Searching Neural Architectures for Sensor Nodes on IoT Gateways
Andrea Mattia Garavagno, Edoardo Ragusa, Antonio Frisoli, Paolo Gastaldo
TL;DR
This work tackles the challenge of enabling ML at the edge for privacy-sensitive IoT deployments by automatically designing hardware-aware neural architectures that run entirely on IoT gateways without sending data to clouds. It introduces a derivative-free, two-level HW-NAS that constructs a constrained search space $S_{\alpha}$ on the gateway and adapts to energy, time, and memory budgets, producing hardware-friendly architectures $A(k,c)$ tailored to each sensor node. The approach achieves state-of-the-art or competitive results on the Visual Wake Words and CWRU time-series datasets while operating within ultra-low-power MCU and gateway constraints, exemplified by strong performance on Raspberry Pi and STM32 targets. The methodology is open-source and emphasizes platform-aware adaptivity, enabling privacy-preserving, personalized edge ML for HIoT and IIoT applications, with demonstrated potential for broad deployment across resource-constrained IoT networks.
Abstract
This paper presents an automatic method for the design of Neural Networks (NNs) at the edge, enabling Machine Learning (ML) access even in privacy-sensitive Internet of Things (IoT) applications. The proposed method runs on IoT gateways and designs NNs for connected sensor nodes without sharing the collected data outside the local network, keeping the data in the site of collection.

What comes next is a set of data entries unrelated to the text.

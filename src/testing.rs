//! In-memory stand-ins for the host's document and TOC panel.

use std::collections::{HashMap, HashSet};

use crate::error::{Result, SyncError};
use crate::panel::{LinkBounds, TocPanel};
use crate::visibility::{HeadingBounds, VisibilitySource};

pub const HEADING_HEIGHT: f32 = 30.0;

/// Headings at fixed content offsets inside a scrollable viewport.
pub struct FakeDocument {
    headings: HashMap<String, f32>,
    observed: HashSet<String>,
    pub scroll: f32,
    pub viewport: f32,
    pub fail_observe: bool,
    pub observe_calls: usize,
}

impl FakeDocument {
    pub fn new(viewport: f32) -> Self {
        Self {
            headings: HashMap::new(),
            observed: HashSet::new(),
            scroll: 0.0,
            viewport,
            fail_observe: false,
            observe_calls: 0,
        }
    }

    pub fn heading(mut self, id: &str, content_top: f32) -> Self {
        self.headings.insert(id.to_string(), content_top);
        self
    }

    pub fn is_observed(&self, id: &str) -> bool {
        self.observed.contains(id)
    }
}

impl VisibilitySource for FakeDocument {
    fn observe(&mut self, ids: &[String]) -> Result<()> {
        self.observe_calls += 1;
        if self.fail_observe {
            return Err(SyncError::ObserverUnavailable("test host".to_string()));
        }
        self.observed.extend(ids.iter().cloned());
        Ok(())
    }

    fn unobserve(&mut self, ids: &[String]) {
        for id in ids {
            self.observed.remove(id);
        }
    }

    fn heading_bounds(&self, id: &str) -> Option<HeadingBounds> {
        if !self.observed.contains(id) {
            return None;
        }
        self.headings
            .get(id)
            .map(|top| HeadingBounds::new(top - self.scroll, HEADING_HEIGHT))
    }

    fn viewport_height(&self) -> f32 {
        self.viewport
    }
}

/// A TOC panel with evenly spaced links that records scroll commands.
pub struct FakePanel {
    links: HashMap<String, LinkBounds>,
    pub scroll_top: f32,
    pub client_height: f32,
    pub scrolls: Vec<f32>,
}

impl FakePanel {
    pub fn new(client_height: f32) -> Self {
        Self {
            links: HashMap::new(),
            scroll_top: 0.0,
            client_height,
            scrolls: Vec::new(),
        }
    }

    pub fn link(mut self, id: &str, top: f32, height: f32) -> Self {
        self.links.insert(id.to_string(), LinkBounds { top, height });
        self
    }

    pub fn remove_link(&mut self, id: &str) {
        self.links.remove(id);
    }
}

impl TocPanel for FakePanel {
    fn link_bounds(&self, id: &str) -> Option<LinkBounds> {
        self.links.get(id).copied()
    }

    fn scroll_top(&self) -> f32 {
        self.scroll_top
    }

    fn client_height(&self) -> f32 {
        self.client_height
    }

    fn smooth_scroll_to(&mut self, top: f32) {
        self.scrolls.push(top);
    }
}
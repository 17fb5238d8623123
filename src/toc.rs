//! Table-of-contents tree and its flattened id sequence.

use std::collections::HashSet;

use serde::{Deserialize, Serialize};

use crate::error::{Result, SyncError};

/// One heading in the table of contents.
#[derive(Clone, Debug, PartialEq, Eq, Serialize, Deserialize)]
pub struct TocEntry {
    /// Anchor id, absent for entries that cannot be linked to
    #[serde(default, skip_serializing_if = "Option::is_none")]
    pub id: Option<String>,
    #[serde(default)]
    pub text: String,
    /// Heading level, 1 for top-level sections
    pub depth: u8,
    /// Section number label such as "2.1"
    #[serde(default, skip_serializing_if = "Option::is_none")]
    pub number: Option<String>,
    #[serde(default)]
    pub children: Vec<TocEntry>,
}

impl TocEntry {
    pub fn new(id: impl Into<String>, text: impl Into<String>, depth: u8) -> Self {
        Self {
            id: Some(id.into()),
            text: text.into(),
            depth,
            number: None,
            children: Vec::new(),
        }
    }

    pub fn with_children(mut self, children: Vec<TocEntry>) -> Self {
        self.children = children;
        self
    }

    /// The id if it is present and non-empty.
    pub fn anchor(&self) -> Option<&str> {
        self.id.as_deref().filter(|id| !id.is_empty())
    }

    /// Link target as rendered in the panel, e.g. `#install`.
    pub fn href(&self) -> String {
        format!("#{}", self.anchor().unwrap_or_default())
    }
}

/// Pre-order walk collecting every non-empty id, in document order.
pub fn flatten_ids(entries: &[TocEntry]) -> Vec<String> {
    fn walk(entries: &[TocEntry], ids: &mut Vec<String>) {
        for entry in entries {
            if let Some(id) = entry.anchor() {
                ids.push(id.to_string());
            }
            walk(&entry.children, ids);
        }
    }

    let mut ids = Vec::new();
    walk(entries, &mut ids);
    ids
}

/// An immutable TOC tree with its flattened ids computed once.
#[derive(Clone, Debug, Default, PartialEq)]
pub struct TocTree {
    entries: Vec<TocEntry>,
    ids: Vec<String>,
}

impl TocTree {
    /// Builds the tree, rejecting documents where an id appears twice.
    pub fn new(entries: Vec<TocEntry>) -> Result<Self> {
        let ids = flatten_ids(&entries);
        let mut seen = HashSet::with_capacity(ids.len());
        for id in &ids {
            if !seen.insert(id.as_str()) {
                return Err(SyncError::DuplicateId(id.clone()));
            }
        }
        Ok(Self { entries, ids })
    }

    pub fn entries(&self) -> &[TocEntry] {
        &self.entries
    }

    pub fn ids(&self) -> &[String] {
        &self.ids
    }

    pub fn is_empty(&self) -> bool {
        self.entries.is_empty()
    }

    /// Document-order index of an id.
    pub fn position(&self, id: &str) -> Option<usize> {
        self.ids.iter().position(|candidate| candidate == id)
    }

    pub fn contains(&self, id: &str) -> bool {
        self.position(id).is_some()
    }

    pub fn find(&self, id: &str) -> Option<&TocEntry> {
        fn search<'a>(entries: &'a [TocEntry], id: &str) -> Option<&'a TocEntry> {
            entries.iter().find_map(|entry| {
                if entry.anchor() == Some(id) {
                    Some(entry)
                } else {
                    search(&entry.children, id)
                }
            })
        }
        search(&self.entries, id)
    }
}

#[cfg(test)]
mod tests {
    use super::*;

    fn sample() -> Vec<TocEntry> {
        vec![
            TocEntry::new("intro", "Intro", 1),
            TocEntry::new("setup", "Setup", 1)
                .with_children(vec![TocEntry::new("install", "Install", 2)]),
        ]
    }

    #[test]
    fn flattens_in_document_order() {
        assert_eq!(flatten_ids(&sample()), vec!["intro", "setup", "install"]);
    }

    #[test]
    fn skips_missing_and_empty_ids_but_keeps_their_children() {
        let mut unlinked = TocEntry::new("", "Unlinked", 1);
        unlinked.children.push(TocEntry::new("child", "Child", 2));
        let mut anonymous = TocEntry::new("x", "Anonymous", 1);
        anonymous.id = None;

        let ids = flatten_ids(&[unlinked, anonymous]);
        assert_eq!(ids, vec!["child"]);
    }

    #[test]
    fn deserializes_tree_from_json() {
        let json = r#"[
            {"id": "intro", "depth": 1, "children": []},
            {"id": "setup", "depth": 1, "children": [{"id": "install", "depth": 2}]}
        ]"#;
        let entries: Vec<TocEntry> = serde_json::from_str(json).unwrap();
        let tree = TocTree::new(entries).unwrap();
        assert_eq!(tree.ids(), ["intro", "setup", "install"]);
        assert_eq!(tree.position("install"), Some(2));
        assert_eq!(tree.find("install").map(|e| e.depth), Some(2));
    }

    #[test]
    fn rejects_duplicate_ids() {
        let entries = vec![
            TocEntry::new("a", "A", 1).with_children(vec![TocEntry::new("a", "Again", 2)]),
        ];
        assert_eq!(
            TocTree::new(entries),
            Err(SyncError::DuplicateId("a".to_string()))
        );
    }

    #[test]
    fn href_uses_fragment_syntax() {
        assert_eq!(TocEntry::new("install", "Install", 2).href(), "#install");
    }
}
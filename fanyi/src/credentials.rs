//! Credentials shared by the vendor clients.
//!
//! Secrets are wrapped in [`Secret`] so that `Debug` output of configs and
//! clients never contains them.

use crate::{Error, Vendor};
use serde::Deserialize;
use std::fmt::{Debug, Formatter};

#[derive(Clone, Deserialize, PartialEq, Eq)]
#[serde(transparent)]
pub struct Secret(String);

impl Secret {
    pub fn new(s: impl Into<String>) -> Self {
        Self(s.into())
    }

    pub fn expose(&self) -> &str {
        &self.0
    }
}

impl Debug for Secret {
    fn fmt(&self, f: &mut Formatter<'_>) -> std::fmt::Result {
        f.write_str("Secret(***)")
    }
}

impl From<String> for Secret {
    fn from(s: String) -> Self {
        Self(s)
    }
}

impl From<&str> for Secret {
    fn from(s: &str) -> Self {
        Self(s.to_owned())
    }
}

/// AccessKey对：阿里云、腾讯云（SecretId/SecretKey）、火山引擎都使用这种形式
#[derive(Clone, Debug)]
pub struct AccessKey {
    pub id: String,
    pub secret: Secret,
}

impl AccessKey {
    pub fn new(id: impl Into<String>, secret: impl Into<Secret>) -> Self {
        Self {
            id: id.into(),
            secret: secret.into(),
        }
    }

    pub(crate) fn validate(&self, vendor: Vendor) -> Result<(), Error> {
        require(vendor, "access key id", &self.id)?;
        require(vendor, "access key secret", self.secret.expose())
    }
}

pub(crate) fn require(vendor: Vendor, field: &str, value: &str) -> Result<(), Error> {
    if value.trim().is_empty() {
        return Err(Error::Configuration(format!("{vendor}: {field} is empty")));
    }
    Ok(())
}
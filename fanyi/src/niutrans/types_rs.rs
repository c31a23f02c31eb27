use crate::http::{de_opt_code, ensure_success, parse_envelope};
use crate::{Error, Vendor};
use reqwest::StatusCode;
use serde::{Deserialize, Serialize};

#[derive(Serialize)]
pub(crate) struct TranslateQuery<'a> {
    pub from: &'a str,
    pub to: &'a str,
    pub apikey: &'a str,
    pub src_text: &'a str,
}

#[derive(Serialize)]
pub(crate) struct TranslateArrayBody<'a> {
    pub from: &'a str,
    pub to: &'a str,
    pub apikey: &'a str,
    pub src_text: &'a [&'a str],
}

/// ```json
/// { "from": "en", "to": "zh", "tgt_text": "你好" }
/// ```
///
/// 出错时：`{"error_code": "13001", "error_msg": "apikey is empty", "from": "en", "to": "zh"}`
#[derive(Deserialize, Debug)]
pub struct TranslateResponse {
    pub from: Option<String>,
    pub to: Option<String>,
    pub tgt_text: Option<String>,
    #[serde(default, deserialize_with = "de_opt_code")]
    pub error_code: Option<String>,
    pub error_msg: Option<String>,
}

#[derive(Deserialize, Debug)]
pub struct TranslateArrayResponse {
    pub from: Option<String>,
    pub to: Option<String>,
    pub tgt_text: Option<Vec<TgtItem>>,
    #[serde(default, deserialize_with = "de_opt_code")]
    pub error_code: Option<String>,
    pub error_msg: Option<String>,
}

/// 批量接口的`tgt_text`有两种形态：字符串数组，或者`[{"tgt": "..."}]`
#[derive(Deserialize, Debug)]
#[serde(untagged)]
pub enum TgtItem {
    Text(String),
    Object { tgt: Option<String> },
}

impl TgtItem {
    fn into_text(self) -> Option<String> {
        match self {
            TgtItem::Text(s) => Some(s),
            TgtItem::Object { tgt } => tgt,
        }
    }
}

fn check_error(
    status: StatusCode,
    body: &str,
    code: Option<String>,
    msg: Option<String>,
) -> Result<(), Error> {
    if let Some(code) = code {
        return Err(Error::provider(Vendor::NiuTrans, code, msg.unwrap_or_default()));
    }
    ensure_success(status, body)
}

pub(crate) fn extract_translation(status: StatusCode, body: &str) -> Result<String, Error> {
    let resp: TranslateResponse = parse_envelope(Vendor::NiuTrans, status, body)?;
    check_error(status, body, resp.error_code, resp.error_msg)?;
    resp.tgt_text
        .ok_or_else(|| Error::malformed(Vendor::NiuTrans, "tgt_text", body))
}

pub(crate) fn extract_batch(
    status: StatusCode,
    body: &str,
    expected: usize,
) -> Result<Vec<String>, Error> {
    let resp: TranslateArrayResponse = parse_envelope(Vendor::NiuTrans, status, body)?;
    check_error(status, body, resp.error_code, resp.error_msg)?;
    let list = resp
        .tgt_text
        .ok_or_else(|| Error::malformed(Vendor::NiuTrans, "tgt_text", body))?;
    if list.len() != expected {
        return Err(Error::malformed(
            Vendor::NiuTrans,
            format!("tgt_text[{}]", list.len().min(expected)),
            body,
        ));
    }
    list.into_iter()
        .enumerate()
        .map(|(i, item)| {
            item.into_text()
                .ok_or_else(|| Error::malformed(Vendor::NiuTrans, format!("tgt_text[{i}].tgt"), body))
        })
        .collect()
}
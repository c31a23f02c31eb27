use super::error::Error;
use super::helper::{hash_sha256, hmac_sha256, hmac_sha256_hex};
use time::OffsetDateTime;
use time::macros::format_description;

// 腾讯云签名方法 v3：https://cloud.tencent.com/document/api/213/30654

const ALGORITHM: &str = "TC3-HMAC-SHA256";
const SIGNED_HEADERS: &str = "content-type;host;x-tc-action";

pub struct Tc3Params<'a> {
    pub host: &'a str,
    // 产品名，机器翻译为`tmt`
    pub service: &'a str,
    pub action: &'a str,
    pub content_type: &'a str,
    pub payload: &'a [u8],
    // 秒级时间戳，同时用于X-TC-Timestamp
    pub timestamp: i64,
}

/// 返回Authorization头的值
pub fn tc3_authorization(
    secret_id: &str,
    secret_key: &str,
    params: Tc3Params<'_>,
) -> Result<String, Error> {
    let date = OffsetDateTime::from_unix_timestamp(params.timestamp)
        .map_err(|e| Error::Common(format!("invalid timestamp: {e}")))?
        .format(&format_description!("[year]-[month]-[day]"))
        .map_err(|e| Error::Common(format!("format date error: {e}")))?;

    // 1. CanonicalRequest，只有POST，CanonicalURI和CanonicalQueryString固定
    let canonical_headers = format!(
        "content-type:{}\nhost:{}\nx-tc-action:{}\n",
        params.content_type,
        params.host,
        params.action.to_lowercase()
    );
    let canonical_request = format!(
        "POST\n/\n\n{}\n{}\n{}",
        canonical_headers,
        SIGNED_HEADERS,
        hash_sha256(params.payload)
    );

    // 2. StringToSign
    let credential_scope = format!("{}/{}/tc3_request", date, params.service);
    let string_to_sign = format!(
        "{}\n{}\n{}\n{}",
        ALGORITHM,
        params.timestamp,
        credential_scope,
        hash_sha256(canonical_request.as_bytes())
    );

    // 3. Signature
    let secret_date = hmac_sha256(format!("TC3{secret_key}").as_bytes(), date.as_bytes());
    let secret_service = hmac_sha256(&secret_date, params.service.as_bytes());
    let secret_signing = hmac_sha256(&secret_service, b"tc3_request");
    let signature = hmac_sha256_hex(&secret_signing, string_to_sign.as_bytes());

    Ok(format!(
        "{ALGORITHM} Credential={secret_id}/{credential_scope}, SignedHeaders={SIGNED_HEADERS}, Signature={signature}"
    ))
}
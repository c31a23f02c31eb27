//! 腾讯云机器翻译（TMT）
//!
//! - 文本翻译：<https://cloud.tencent.com/document/api/551/15619>
//! - 批量文本翻译：<https://cloud.tencent.com/document/api/551/40566>
//!
//! 签名使用TC3-HMAC-SHA256，见[`fanyi_common::tc3_sign`]

mod types_rs;
pub use types_rs::{ApiError, TextTranslateBatchResponse, TextTranslateResponse};

use crate::config::{TencentConfig, timeout};
use crate::credentials::AccessKey;
use crate::http::{build_http_client, read_response};
use crate::{
    BatchRequest, BatchTranslator, Error, Lang, TranslationRequest, Translator, Vendor,
};
use bon::bon;
use fanyi_common::helper::{host_of, into_header_map, parse_endpoint};
use fanyi_common::tc3_sign::{Tc3Params, tc3_authorization};
use reqwest::StatusCode;
use serde::Serialize;
use std::time::Duration;
use time::OffsetDateTime;
use tracing::debug;
use types_rs::{TextTranslateBatchRequest, TextTranslateRequest, extract_batch, extract_translation};
use url::Url;

const SERVICE: &str = "tmt";
const VERSION: &str = "2018-03-21";
const CONTENT_TYPE: &str = "application/json; charset=utf-8";

pub const DEFAULT_ENDPOINT: &str = "tmt.tencentcloudapi.com";

pub struct Client {
    access_key: AccessKey,
    endpoint: Url,
    host: String,
    region: String,
    project_id: i64,
    qps: u32,
    http_client: reqwest::Client,
}

#[bon]
impl Client {
    #[builder(on(String, into))]
    pub fn new(
        access_key: AccessKey,
        #[builder(default = DEFAULT_ENDPOINT.to_owned())] endpoint: String,
        #[builder(default = "ap-guangzhou".to_owned())] region: String,
        #[builder(default = 0)] project_id: i64,
        #[builder(default = 5)] qps: u32,
        timeout: Option<Duration>,
    ) -> Result<Self, Error> {
        access_key.validate(Vendor::Tencent)?;
        let endpoint = parse_endpoint(&endpoint)?;
        let host = host_of(&endpoint)?;

        Ok(Self {
            access_key,
            endpoint,
            host,
            region,
            project_id,
            qps,
            http_client: build_http_client(timeout)?,
        })
    }
}

impl Client {
    pub fn from_config(config: TencentConfig) -> Result<Self, Error> {
        Client::builder()
            .access_key(AccessKey::new(config.secret_id, config.secret_key))
            .endpoint(config.endpoint)
            .region(config.region)
            .qps(config.qps)
            .maybe_timeout(timeout(config.timeout_secs))
            .build()
    }

    pub async fn text_translate(&self, req: TranslationRequest<'_>) -> Result<String, Error> {
        let body = TextTranslateRequest {
            source_text: req.query,
            source: lang_code(req.source),
            target: lang_code(req.target),
            project_id: self.project_id,
        };
        let (status, text) = self.send("TextTranslate", &body).await?;
        extract_translation(status, &text)
    }

    pub async fn text_translate_batch(&self, req: BatchRequest<'_>) -> Result<Vec<String>, Error> {
        let body = TextTranslateBatchRequest {
            source: lang_code(req.source),
            target: lang_code(req.target),
            project_id: self.project_id,
            source_text_list: req.queries,
        };
        let (status, text) = self.send("TextTranslateBatch", &body).await?;
        extract_batch(status, &text, req.queries.len())
    }

    async fn send(&self, action: &str, body: &impl Serialize) -> Result<(StatusCode, String), Error> {
        let payload = serde_json::to_vec(body)
            .map_err(|e| Error::InvalidRequest(format!("serialize request error: {e}")))?;
        let timestamp = OffsetDateTime::now_utc().unix_timestamp();
        let authorization = tc3_authorization(
            &self.access_key.id,
            self.access_key.secret.expose(),
            Tc3Params {
                host: &self.host,
                service: SERVICE,
                action,
                content_type: CONTENT_TYPE,
                payload: &payload,
                timestamp,
            },
        )?;

        let timestamp = timestamp.to_string();
        let headers = into_header_map([
            ("Authorization", authorization.as_str()),
            ("Content-Type", CONTENT_TYPE),
            ("Host", self.host.as_str()),
            ("X-TC-Action", action),
            ("X-TC-Timestamp", timestamp.as_str()),
            ("X-TC-Version", VERSION),
            ("X-TC-Region", self.region.as_str()),
        ])?;

        debug!(vendor = %Vendor::Tencent, action, region = %self.region, "sending request");
        let resp = self
            .http_client
            .post(self.endpoint.clone())
            .headers(headers)
            .body(payload)
            .send()
            .await?;
        read_response(resp).await
    }
}

/// 腾讯云的语种代码
pub fn lang_code(lang: Lang) -> &'static str {
    match lang {
        Lang::Auto => "auto",
        Lang::Zh => "zh",
        Lang::ZhTw => "zh-TW",
        Lang::En => "en",
        Lang::Ja => "ja",
        Lang::Ko => "ko",
        Lang::Fr => "fr",
        Lang::De => "de",
        Lang::Es => "es",
        Lang::Ru => "ru",
        Lang::Pt => "pt",
        Lang::It => "it",
        Lang::Ar => "ar",
        Lang::Th => "th",
        Lang::Vi => "vi",
    }
}

#[async_trait::async_trait]
impl Translator for Client {
    fn vendor(&self) -> Vendor {
        Vendor::Tencent
    }

    fn qps(&self) -> u32 {
        self.qps
    }

    async fn translate(&self, query: &str, source: Lang, target: Lang) -> Result<String, Error> {
        let req = TranslationRequest::new(query, source, target)?;
        self.text_translate(req).await
    }

    fn as_batch(&self) -> Option<&dyn BatchTranslator> {
        Some(self)
    }
}

#[async_trait::async_trait]
impl BatchTranslator for Client {
    async fn translate_batch(
        &self,
        queries: &[&str],
        source: Lang,
        target: Lang,
    ) -> Result<Vec<String>, Error> {
        let req = BatchRequest::new(queries, source, target)?;
        self.text_translate_batch(req).await
    }
}
use crate::config::VendorConfig;
use crate::{BatchTranslator, Error, Lang, Translator, Vendor};

/// 按配置选出的厂商客户端
///
/// ```no_run
/// # async fn run() -> Result<(), fanyi::Error> {
/// use fanyi::config::VendorConfig;
/// use fanyi::{Lang, Provider, Translator, Vendor};
///
/// let provider = Provider::new(VendorConfig::from_env(Vendor::Baidu)?)?;
/// let text = provider.translate("Hello", Lang::Auto, Lang::Zh).await?;
/// # Ok(())
/// # }
/// ```
pub enum Provider {
    #[cfg(feature = "aliyun")]
    Aliyun(crate::aliyun::Client),
    #[cfg(feature = "baidu")]
    Baidu(crate::baidu::Client),
    #[cfg(feature = "tencent")]
    Tencent(crate::tencent::Client),
    #[cfg(feature = "volc")]
    Volc(crate::volc::Client),
    #[cfg(feature = "niutrans")]
    NiuTrans(crate::niutrans::Client),
}

impl Provider {
    /// 厂商没有编译进来时返回`Configuration`错误
    pub fn new(config: VendorConfig) -> Result<Self, Error> {
        let provider = match config {
            #[cfg(feature = "aliyun")]
            VendorConfig::Aliyun(c) => Provider::Aliyun(crate::aliyun::Client::from_config(c)?),
            #[cfg(feature = "baidu")]
            VendorConfig::Baidu(c) => Provider::Baidu(crate::baidu::Client::from_config(c)?),
            #[cfg(feature = "tencent")]
            VendorConfig::Tencent(c) => Provider::Tencent(crate::tencent::Client::from_config(c)?),
            #[cfg(feature = "volc")]
            VendorConfig::Volc(c) => Provider::Volc(crate::volc::Client::from_config(c)?),
            #[cfg(feature = "niutrans")]
            VendorConfig::NiuTrans(c) => {
                Provider::NiuTrans(crate::niutrans::Client::from_config(c)?)
            }
            #[allow(unreachable_patterns)]
            other => {
                let vendor = other.vendor();
                return Err(Error::Configuration(format!(
                    "vendor `{vendor}` is not enabled, enable the `{vendor}` feature"
                )));
            }
        };
        Ok(provider)
    }

    fn inner(&self) -> &dyn Translator {
        match *self {
            #[cfg(feature = "aliyun")]
            Provider::Aliyun(ref c) => c,
            #[cfg(feature = "baidu")]
            Provider::Baidu(ref c) => c,
            #[cfg(feature = "tencent")]
            Provider::Tencent(ref c) => c,
            #[cfg(feature = "volc")]
            Provider::Volc(ref c) => c,
            #[cfg(feature = "niutrans")]
            Provider::NiuTrans(ref c) => c,
        }
    }
}

#[async_trait::async_trait]
impl Translator for Provider {
    fn vendor(&self) -> Vendor {
        self.inner().vendor()
    }

    fn qps(&self) -> u32 {
        self.inner().qps()
    }

    async fn translate(&self, query: &str, source: Lang, target: Lang) -> Result<String, Error> {
        self.inner().translate(query, source, target).await
    }

    fn as_batch(&self) -> Option<&dyn BatchTranslator> {
        self.inner().as_batch()
    }
}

This approach has the potential to enable ML for Healthcare Internet of Things (HIoT) and Industrial Internet of Things (IIoT), designing hardware-friendly and custom NNs at the edge for personalized healthcare and advanced industrial services such as quality control, predictive maintenance, or fault diagnosis. By preventing data from being disclosed to cloud services, this method safeguards sensitive information, including industrial secrets and personal data. The outcomes of a thorough experimental session confirm that -- on the Visual Wake Words dataset -- the proposed approach can achieve state-of-the-art results by exploiting a search procedure that runs in less than 10 hours on the Raspberry Pi Zero 2.